Page MenuHomeFreeBSD

ixl(4): Update to 1.9.9-k
ClosedPublic

Authored by krzysztof.galazka_intel.com on Apr 6 2018, 10:33 AM.

Details

Summary

ixl(4): Update to 1.9.9-k

Refresh upstream driver before impending conversion to iflib.

Major changes:

  • Support for descriptor writeback mode
  • Ability to disable firmware LLDP agent by user (Bug 221530)
  • Fix for TX queue hang when using TSO (Bug 221919)
  • Separate descriptor ring sizes for TX and RX rings

Full history of changes in this update is available in GitHub repository: https://github.com/intel-wired-ethernet/freebsd/commits/ixl-update

Test Plan

I've tried compiling this on amd64 with no errors.

Respectfully request waiting for our Validation Team to perform a test pass before committing.

Diff Detail

Lint
Lint OK
Unit
No Unit Test Coverage
Build Status
Buildable 16323
Build 16261: arc lint + arc unit

Event Timeline

krzysztof.galazka_intel.com created this object with edit policy "Intel Networking (Project)".
erj accepted this revision as: erj.Apr 8 2018, 6:37 PM
erj added a subscriber: erj.

I've reviewed this patch-by-patch; it all looks good to me. We just need to make sure validation says it compiles and does what it's supposed to, too.

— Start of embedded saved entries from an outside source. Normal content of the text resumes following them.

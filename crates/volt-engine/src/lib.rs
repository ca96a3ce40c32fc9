//! `volt-engine`
//!
//! The background acquisition state machine ([`AcquisitionEngine`]) and the
//! trigger/stop protocol around it ([`RunController`]).

pub mod controller;
pub mod engine;

pub use controller::{force_reset, request_stop_in_store, ControlError, RunController};
pub use engine::{AcquisitionEngine, EngineSettings, RunOutcome};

jeffrey.e.pieper_intel.com requested changes to this revision.Apr 9 2018, 7:25 PM

Kernel panic with TCP bi-directional netperf traffic using 2 threads :

Fatal trap 12: page fault while in kernel mode
cpuid = 1; apic id = 01
fault virtual address = 0x0
fault code = supervisor write data, page not present
instruction pointer = 0x20:0xffffffff80d3dc64
stack pointer = 0x28:0xfffffe00ca86d8d0
frame pointer = 0x28:0xfffffe00ca86d900
code segment = base 0x0, limit 0xfffff, type 0x1b

= DPL 0, pres 1, long 1, def32 0, gran 1

processor eflags = interrupt enabled, resume, IOPL = 0
current process = 12 (irq305: ixl0:q1)
[ thread pid 12 tid 101696 ]
Stopped at tcp_lro_flush_all+0x114: movq %rax,(%rcx)
db> where
Tracing pid 12 tid 101696 td 0xfffff800235f8560
tcp_lro_flush_all() at tcp_lro_flush_all+0x114/frame 0xfffffe00ca86d900
ixl_rxeof() at ixl_rxeof+0x5cb/frame 0xfffffe00ca86d990
ixl_msix_que() at ixl_msix_que+0x42/frame 0xfffffe00ca86d9e0
intr_event_execute_handlers() at intr_event_execute_handlers+0xe9 0xfffffe00ca86da20
ithread_loop() at ithread_loop+0xe7/frame 0xfffffe00ca86da70
fork_exit() at for_exeit+0x83/frame 0xfffffe00ca86dab0
fork_trampoline() at fork_trampoline+0xe/frame 0xfffffe00ca86dab0

  • trap 0, rip = 0, rsp = 0, rbp = 0 ---
This revision now requires changes to proceed.Apr 9 2018, 7:25 PM
  • Patch rebased on top of HEAD.
  • Fixed panic reported for TCP BX traffic.
jeffrey.e.pieper_intel.com requested changes to this revision.Apr 17 2018, 12:02 AM

The panic is still reproducible, it just takes longer. See attached screen cap.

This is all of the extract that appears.